Le calendrier se précise pour la nouvelle mouture des tests de résistance
Michel Barnier, le commissaire au Marché intérieur, l’avait martelé en janvier : les prochains tests de résistance (stress tests) vont devoir être «plus rigoureux et plus crédibles encore» que ceux de 2010. Les déboires récents de plusieurs banques irlandaises, pourtant passées sans encombre à la moulinette des stress tests, avaient en effet suscité des interrogations sur la pertinence de l’exercice. Dans ce contexte, la méthodologie régissant cette nouvelle vague de tests, qui devrait en parallèle éprouver la liquidité, sera décortiquée. L’Autorité bancaire européenne (ABE), qui a désormais pour numéro deux le Hongrois Adam Farkas, a levé hier un petit coin du voile.
«Le scénario macroéconomique adverse, mis au point par la BCE, intégrera une déviation substantielle par rapport à la prévision de base et des chocs spécifiques par pays en ce qui concerne les prix de l’immobilier, les taux d’intérêt et les souverains», a souligné l’ABE dans un communiqué. Si l’appréciation du risque souverain occupe le devant de la scène, il n’est en revanche pas fait mention, à ce stade, d’une éventuelle application de décote sur les titres détenus dans le «banking book». Andrea Enria, le président de l’ABE, a toutefois assuré cette semaine à Reuters que les tests de cette année seraient beaucoup plus durs, ajoutant que la réputation de la toute nouvelle institution était en jeu.

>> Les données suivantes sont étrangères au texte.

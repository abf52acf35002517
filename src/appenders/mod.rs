//! Appender implementations

pub mod stream;

pub use stream::StreamAppender;

// Re-export trait for convenience
pub use crate::core::Appender;
//! Last-resort JSON writer
//!
//! [`FallbackEmitter`] depends on nothing but `serde_json` and the output
//! stream. It is used whenever the structured path cannot deliver a record,
//! and it never returns an error or unwinds into its caller.

use crate::core::{
    error::panic_message, stderr_writer, LogRecord, MakeWriter, Result, TimestampFormat,
};
use std::io::Write;
use std::panic::{catch_unwind, AssertUnwindSafe};

/// Written verbatim when a record cannot be serialized at all
const SERIALIZATION_FAILURE_LINE: &str = r#"{"message":"fallback serialization failed","context":{},"level":400,"level_name":"ERROR","channel":"fallback","datetime":"","extra":{}}"#;

/// Which path delivered a record
#[derive(Debug, Clone, Copy, PartialEq, Eq)]
pub enum Delivery {
    Primary,
    Fallback,
}

#[derive(Clone)]
pub struct FallbackEmitter {
    make_writer: MakeWriter,
}

impl FallbackEmitter {
    /// Emitter writing to the process standard error stream
    pub fn stderr() -> Self {
        Self::with_writer(stderr_writer())
    }

    pub fn with_writer(make_writer: MakeWriter) -> Self {
        Self { make_writer }
    }

    /// Fixed-shape JSON object for a record
    pub fn to_value(record: &LogRecord) -> serde_json::Value {
        let mut json_obj = serde_json::Map::new();
        json_obj.insert(
            "message".to_string(),
            serde_json::Value::String(record.message.clone()),
        );
        json_obj.insert("context".to_string(), record.context.to_json_value());
        json_obj.insert(
            "level".to_string(),
            serde_json::Value::Number(record.level.weight().into()),
        );
        json_obj.insert(
            "level_name".to_string(),
            serde_json::Value::String(record.level.to_str().to_string()),
        );
        json_obj.insert(
            "channel".to_string(),
            serde_json::Value::String(record.channel.clone()),
        );
        json_obj.insert(
            "datetime".to_string(),
            serde_json::Value::String(TimestampFormat::Iso8601.format(&record.datetime)),
        );
        json_obj.insert(
            "extra".to_string(),
            serde_json::Value::Object(serde_json::Map::new()),
        );
        serde_json::Value::Object(json_obj)
    }

    /// Write one record as a JSON line.
    ///
    /// A fresh stream handle is opened and dropped per call. Failures are
    /// swallowed; if the record cannot be serialized a minimal error line is
    /// written instead.
    pub fn emit(&self, record: &LogRecord) {
        let line = catch_unwind(AssertUnwindSafe(|| serde_json::to_string(&Self::to_value(record))))
            .ok()
            .and_then(|serialized| serialized.ok())
            .unwrap_or_else(|| SERIALIZATION_FAILURE_LINE.to_string());

        let _ = self.write_line(&line);
    }

    fn write_line(&self, line: &str) -> Result<()> {
        catch_unwind(AssertUnwindSafe(|| -> Result<()> {
            let mut handle = (self.make_writer)();
            handle.write_all(format!("{line}\n").as_bytes())?;
            handle.flush()?;
            Ok(())
        }))
        .unwrap_or_else(|payload| Err(crate::LoggerError::other(panic_message(payload.as_ref()))))
    }

    /// Run `primary`; if it fails or panics, emit `fallback()` instead.
    ///
    /// `fallback` is only evaluated on failure, so callers can build a
    /// cheaper record for the degraded path.
    pub fn attempt<P, F>(&self, primary: P, fallback: F) -> Delivery
    where
        P: FnOnce() -> Result<()>,
        F: FnOnce() -> LogRecord,
    {
        match catch_unwind(AssertUnwindSafe(primary)) {
            Ok(Ok(())) => Delivery::Primary,
            Ok(Err(_)) | Err(_) => {
                self.emit(&fallback());
                Delivery::Fallback
            }
        }
    }
}

impl Default for FallbackEmitter {
    fn default() -> Self {
        Self::stderr()
    }
}

impl std::fmt::Debug for FallbackEmitter {
    fn fmt(&self, f: &mut std::fmt::Formatter<'_>) -> std::fmt::Result {
        f.debug_struct("FallbackEmitter").finish_non_exhaustive()
    }
}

Il faudra donc encore patienter avant de connaître l’ensemble des rouages du mécanisme. Selon le calendrier évoqué par l’ABE, qui œuvre de concert avec le Comité européen du risque systémique et les superviseurs nationaux, c’est dès demain que les établissements auront connaissance des modalités de l’exercice, ce qui ouvrira une période de débat et de remarques. Puis, c’est le 18 mars que seront publiés les scénarios macroéconomiques retenus et la liste des banques concernées. Ces tests, «qui seront appliqués à un grand nombre de banques européennes (91 l’an dernier, ndlr), impliquent une série d'étapes techniques détaillées et, en conséquence, prendront plusieurs mois», prévient l’ABE. Alors que les grands principes de la méthodologie seront livrés en avril, les résultats définitifs ne seront ainsi connus qu’en juin.